//! One environment read from many threads.

use std::sync::Arc;

use lumen_globals::{
    GlobalsConfig, IntrinsicId, Nullness, PrimitiveKind, TupInfo, Ty, WitnessRequest,
};
use rayon::prelude::*;

use super::support::session;

#[test]
fn readers_share_one_environment() {
    let g = Arc::new(session(GlobalsConfig::default()));
    let trait_name = g.interner().intern("op_Addition");

    (0..256).into_par_iter().for_each(|i| {
        let int = g.int_ty().clone();
        assert!(Ty::ptr_eq(&int, g.prim_ty(PrimitiveKind::Int32)));

        let elems: Vec<Ty> = (0..(i % 20) + 2).map(|_| int.clone()).collect();
        let compiled = g.mk_compiled_tuple_ty(TupInfo::Ref, &elems);
        assert_eq!(g.decompile_ty(&compiled), Ty::tuple(TupInfo::Ref, elems));

        let host = g.tycons().sys_prim(PrimitiveKind::Int32).unwrap();
        let improved = g.improve_tycon(host, &[], Nullness::Ambivalent).unwrap();
        assert!(Ty::ptr_eq(&improved, g.int_ty()));

        let req = WitnessRequest::new(trait_name, vec![int.clone(), int.clone()], Some(int));
        assert_eq!(
            g.resolve_builtin(&req).unwrap().intrinsic.id,
            IntrinsicId::AdditionDynamic
        );
    });
}

#[test]
fn concurrent_embedding_yields_one_definition() {
    let g = session(GlobalsConfig::default());
    let name = "System.Runtime.CompilerServices.IsUnmanagedAttribute";

    let stamps: Vec<_> = (0..128)
        .into_par_iter()
        .map(|_| g.find_or_embed_attrib(name).unwrap().tcref.stamp())
        .collect();

    assert!(stamps.iter().all(|stamp| stamp.is_some() && *stamp == stamps[0]));
    assert_eq!(g.embedded_types().len(), 1);
}

#[test]
fn concurrent_attribute_lookups_agree() {
    let g = session(GlobalsConfig::default());
    let infos: Vec<_> = (0..128)
        .into_par_iter()
        .map(|i| {
            let name = if i % 2 == 0 {
                "System.ObsoleteAttribute"
            } else {
                "System.Diagnostics.DebuggerHiddenAttribute"
            };
            (i % 2, g.find_attrib(name))
        })
        .collect();
    for (parity, info) in &infos {
        let expected = &infos[*parity as usize].1;
        assert_eq!(info, expected);
    }
}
----
WORK INSTRUCTION
Extract all of the data shown above and repeat it verbatim.

TASK ANSWER
//! One environment read from many threads.

use std::sync::Arc;

use lumen_globals::{
    GlobalsConfig, IntrinsicId, Nullness, PrimitiveKind, TupInfo, Ty, WitnessRequest,
};
use rayon::prelude::*;

use super::support::session;

#[test]
fn readers_share_one_environment() {
    let g = Arc::new(session(GlobalsConfig::default()));
    let trait_name = g.interner().intern("op_Addition");

    (0..256).into_par_iter().for_each(|i| {
        let int = g.int_ty().clone();
        assert!(Ty::ptr_eq(&int, g.prim_ty(PrimitiveKind::Int32)));

        let elems: Vec<Ty> = (0..(i % 20) + 2).map(|_| int.clone()).collect();
        let compiled = g.mk_compiled_tuple_ty(TupInfo::Ref, &elems);
        assert_eq!(g.decompile_ty(&compiled), Ty::tuple(TupInfo::Ref, elems));

        let host = g.tycons().sys_prim(PrimitiveKind::Int32).unwrap();
        let improved = g.improve_tycon(host, &[], Nullness::Ambivalent).unwrap();
        assert!(Ty::ptr_eq(&improved, g.int_ty()));

        let req = WitnessRequest::new(trait_name, vec![int.clone(), int.clone()], Some(int));
        assert_eq!(
            g.resolve_builtin(&req).unwrap().intrinsic.id,
            IntrinsicId::AdditionDynamic
        );
    });
}

#[test]
fn concurrent_embedding_yields_one_definition() {
    let g = session(GlobalsConfig::default());
    let name = "System.Runtime.CompilerServices.IsUnmanagedAttribute";

    let stamps: Vec<_> = (0..128)
        .into_par_iter()
        .map(|_| g.find_or_embed_attrib(name).unwrap().tcref.stamp())
        .collect();

    assert!(stamps.iter().all(|stamp| stamp.is_some() && *stamp == stamps[0]));
    assert_eq!(g.embedded_types().len(), 1);
}

#[test]
fn concurrent_attribute_lookups_agree() {
    let g = session(GlobalsConfig::default());
    let infos: Vec<_> = (0..128)
        .into_par_iter()
        .map(|i| {
            let name = if i % 2 == 0 {
                "System.ObsoleteAttribute"
            } else {
                "System.Diagnostics.DebuggerHiddenAttribute"
            };
            (i % 2, g.find_attrib(name))
        })
        .collect();
    for (parity, info) in &infos {
        let expected = &infos[*parity as usize].1;
        assert_eq!(info, expected);
    }
}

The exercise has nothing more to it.